### Supplied entries
◇ ◇ ◇ ◇
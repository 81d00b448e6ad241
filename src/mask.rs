//! Sparse bitmask over a signed bit-index domain.
//!
//! [`Mask`] is a partial function `bit: i64 -> {0, 1}` defined on
//! `[-2^32, 2^32 - 1]`. Every index whose 32-bit chunk is not materialized
//! reads as the mask's `default_bit`. Storage is a `BTreeMap` from chunk
//! index (`floor(bit / 32)`, which fits the 27-bit chunk domain) to the
//! `u32` word holding bits `32k..=32k+31`, so iteration order is
//! deterministic.
//!
//! # Canonical form
//!
//! A stored word never equals the default pattern (`0x0000_0000` when the
//! default bit is 0, `0xFFFF_FFFF` when it is 1). Without this rule a mask
//! with default 0 and an explicit all-zero word would be indistinguishable
//! from one lacking the word, and equality, hashing, and emptiness tests
//! would all have two representations to worry about. Every writer funnels
//! through [`Mask::set_word`], which drops default-pattern words.

use std::collections::{BTreeMap, BTreeSet};
use std::ops::{BitAnd, BitOr, BitXor, Not, Shl, Shr};

use crate::error::HexError;

/// Lowest valid bit index.
pub const BIT_INDEX_MIN: i64 = -(1 << 32);
/// Highest valid bit index.
pub const BIT_INDEX_MAX: i64 = (1 << 32) - 1;

const CHUNK_MIN: i64 = -(1 << 27);
const CHUNK_MAX: i64 = (1 << 27) - 1;

/// Sparse bit array with an implicit default value for unmaterialized bits.
#[derive(Clone, Debug, PartialEq, Eq, Hash)]
pub struct Mask {
    default_bit: bool,
    words: BTreeMap<i32, u32>,
}

impl Default for Mask {
    fn default() -> Self {
        Mask::new(false)
    }
}
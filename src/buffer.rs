//! Owned, fixed-length byte storage.
//!
//! [`ByteBuffer`] is the backing store for every memory block and data
//! window in the crate: a single contiguous allocation whose length is
//! fixed at construction. Lengths up to 2^32 are supported so a block can
//! span the whole address space. Bulk copies are bounds-checked, safe for
//! overlapping in-place moves, and performed in bounded chunks so one call
//! never turns into a single multi-gigabyte `memcpy`.

use crate::error::HexError;

/// Largest number of bytes moved per copy step.
///
/// Keeps the per-call work of a bulk move bounded when shuffling
/// multi-hundred-MiB images.
const COPY_CHUNK: usize = 16 * 1024 * 1024;

/// Maximum supported buffer length: one byte per 32-bit address.
const MAX_LEN: u64 = 1 << 32;

/// Heap-allocated contiguous byte region with a length fixed at creation.
///
/// Cloning performs a deep copy.
#[derive(Clone, PartialEq, Eq)]
pub struct ByteBuffer {
    bytes: Vec<u8>,
}

impl ByteBuffer {
    /// Allocate a zero-filled buffer of `len` bytes.
    ///
    /// Fails with [`HexError::OutOfRange`] when `len` exceeds 2^32.
    pub fn new(len: u64) -> Result<Self, HexError> {
        if len > MAX_LEN {
            return Err(HexError::range(format!(
                "buffer length {len} exceeds 2^32"
            )));
        }
        Ok(ByteBuffer {
            bytes: vec![0u8; len as usize],
        })
    }

    /// Allocate a buffer holding a copy of `data`.
    pub fn from_bytes(data: &[u8]) -> Self {
        ByteBuffer {
            bytes: data.to_vec(),
        }
    }

    /// Number of bytes in the buffer. Immutable after construction.
    #[inline]
    pub fn len(&self) -> usize {
        self.bytes.len()
    }

    #[inline]
    pub fn is_empty(&self) -> bool {
        self.bytes.is_empty()
    }

    /// Set every byte to `value`.
    pub fn fill(&mut self, value: u8) {
        self.bytes.fill(value);
    }

    /// Bounds-checked read.
    pub fn get(&self, index: usize) -> Result<u8, HexError> {
        self.bytes
            .get(index)
            .copied()
            .ok_or_else(|| HexError::range(format!("index {index} >= length {}", self.len())))
    }

    /// Bounds-checked write.
    pub fn set(&mut self, index: usize, value: u8) -> Result<(), HexError> {
        let len = self.len();
        match self.bytes.get_mut(index) {
            Some(slot) => {
                *slot = value;
                Ok(())
            }
            None => Err(HexError::range(format!("index {index} >= length {len}"))),
        }
    }

    #[inline]
    pub fn as_slice(&self) -> &[u8] {
        &self.bytes
    }

    #[inline]
    pub fn as_mut_slice(&mut self) -> &mut [u8] {
        &mut self.bytes
    }

    /// Copy `n` bytes from `src` (starting at `src_off`) into `dst`
    /// (starting at `dst_off`). Fails with [`HexError::OutOfRange`] when
    /// either side would overrun.
    pub fn copy(
        src: &ByteBuffer,
        src_off: usize,
        dst: &mut ByteBuffer,
        dst_off: usize,
        n: usize,
    ) -> Result<(), HexError> {
        check_span(src.len(), src_off, n, "source")?;
        check_span(dst.len(), dst_off, n, "destination")?;
        let mut done = 0;
        while done < n {
            let step = (n - done).min(COPY_CHUNK);
            dst.bytes[dst_off + done..dst_off + done + step]
                .copy_from_slice(&src.bytes[src_off + done..src_off + done + step]);
            done += step;
        }
        Ok(())
    }

    /// Copy a raw slice into the buffer at `dst_off`.
    pub fn copy_from_slice_at(&mut self, dst_off: usize, src: &[u8]) -> Result<(), HexError> {
        check_span(self.len(), dst_off, src.len(), "destination")?;
        let mut done = 0;
        while done < src.len() {
            let step = (src.len() - done).min(COPY_CHUNK);
            self.bytes[dst_off + done..dst_off + done + step]
                .copy_from_slice(&src[done..done + step]);
            done += step;
        }
        Ok(())
    }

    /// Move `n` bytes within the buffer from `src_off` to `dst_off`.
    /// The ranges may overlap.
    pub fn copy_within(
        &mut self,
        src_off: usize,
        dst_off: usize,
        n: usize,
    ) -> Result<(), HexError> {
        check_span(self.len(), src_off, n, "source")?;
        check_span(self.len(), dst_off, n, "destination")?;
        if n == 0 || src_off == dst_off {
            return Ok(());
        }
        // Chunk order depends on the move direction so an overlapping move
        // never reads a byte it has already overwritten.
        if dst_off < src_off {
            let mut done = 0;
            while done < n {
                let step = (n - done).min(COPY_CHUNK);
                self.bytes
                    .copy_within(src_off + done..src_off + done + step, dst_off + done);
                done += step;
            }
        } else {
            let mut remaining = n;
            while remaining > 0 {
                let step = remaining.min(COPY_CHUNK);
                remaining -= step;
                self.bytes.copy_within(
                    src_off + remaining..src_off + remaining + step,
                    dst_off + remaining,
                );
            }
        }
        Ok(())
    }
}

impl std::ops::Index<usize> for ByteBuffer {
    type Output = u8;
    #[inline]
    fn index(&self, index: usize) -> &u8 {
        &self.bytes[index]
    }
}

impl std::ops::IndexMut<usize> for ByteBuffer {
    #[inline]
    fn index_mut(&mut self, index: usize) -> &mut u8 {
        &mut self.bytes[index]
    }
}

impl std::fmt::Debug for ByteBuffer {
    fn fmt(&self, f: &mut std::fmt::Formatter<'_>) -> std::fmt::Result {
        write!(f, "ByteBuffer({} bytes)", self.len())
    }
}

fn check_span(len: usize, off: usize, n: usize, side: &str) -> Result<(), HexError> {
    match off.checked_add(n) {
        Some(end) if end <= len => Ok(()),
        _ => Err(HexError::range(format!(
            "{side} span {off}+{n} overruns length {len}"
        ))),
    }
}

// ─────────────────────────────────────────────────────────────────────────────
// Tests
// ─────────────────────────────────────────────────────────────────────────────

#[cfg(test)]
mod tests {
    use super::*;

    #[test]
    fn new_is_zero_filled() {
        let buf = ByteBuffer::new(16).unwrap();
        assert_eq!(buf.len(), 16);
        assert!(buf.as_slice().iter().all(|&b| b == 0));
    }

    #[test]
    fn new_rejects_oversize() {
        assert!(ByteBuffer::new((1u64 << 32) + 1).is_err());
    }

    #[test]
    fn fill_and_index() {
        let mut buf = ByteBuffer::new(4).unwrap();
        buf.fill(0xAB);
        assert_eq!(buf.get(3).unwrap(), 0xAB);
        buf.set(2, 0x01).unwrap();
        assert_eq!(buf[2], 0x01);
        assert!(buf.get(4).is_err());
        assert!(buf.set(4, 0).is_err());
    }

    #[test]
    fn copy_between_buffers() {
        let src = ByteBuffer::from_bytes(&[1, 2, 3, 4, 5]);
        let mut dst = ByteBuffer::new(5).unwrap();
        ByteBuffer::copy(&src, 1, &mut dst, 0, 3).unwrap();
        assert_eq!(&dst.as_slice()[..3], &[2, 3, 4]);
        // Overruns on either side fail.
        assert!(ByteBuffer::copy(&src, 3, &mut dst, 0, 3).is_err());
        assert!(ByteBuffer::copy(&src, 0, &mut dst, 3, 3).is_err());
    }

    /// Forward and backward overlapping moves both behave like memmove.
    #[test]
    fn copy_within_overlapping() {
        let mut buf = ByteBuffer::from_bytes(&[1, 2, 3, 4, 5, 6]);
        buf.copy_within(0, 2, 4).unwrap();
        assert_eq!(buf.as_slice(), &[1, 2, 1, 2, 3, 4]);

        let mut buf = ByteBuffer::from_bytes(&[1, 2, 3, 4, 5, 6]);
        buf.copy_within(2, 0, 4).unwrap();
        assert_eq!(buf.as_slice(), &[3, 4, 5, 6, 5, 6]);
    }

    #[test]
    fn clone_is_deep() {
        let mut a = ByteBuffer::from_bytes(&[9, 9]);
        let b = a.clone();
        a.set(0, 1).unwrap();
        assert_eq!(b[0], 9);
    }
}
◇ ◇ ◇ ◇
### Exercise instructions
Repeat the material word for word from its opening line up to and including the line containing "reads as the".

### Your solution
repository 81d00b448e6ad241
filename src/mask.rs
//! Sparse bitmask over a signed bit-index domain.
//!
//! [`Mask`] is a partial function `bit: i64 -> {0, 1}` defined on
//! `[-2^32, 2^32 - 1]`. Every index whose 32-bit chunk is not materialized
//! reads as the mask's `default_bit`. Storage is a `BTreeMap` from chunk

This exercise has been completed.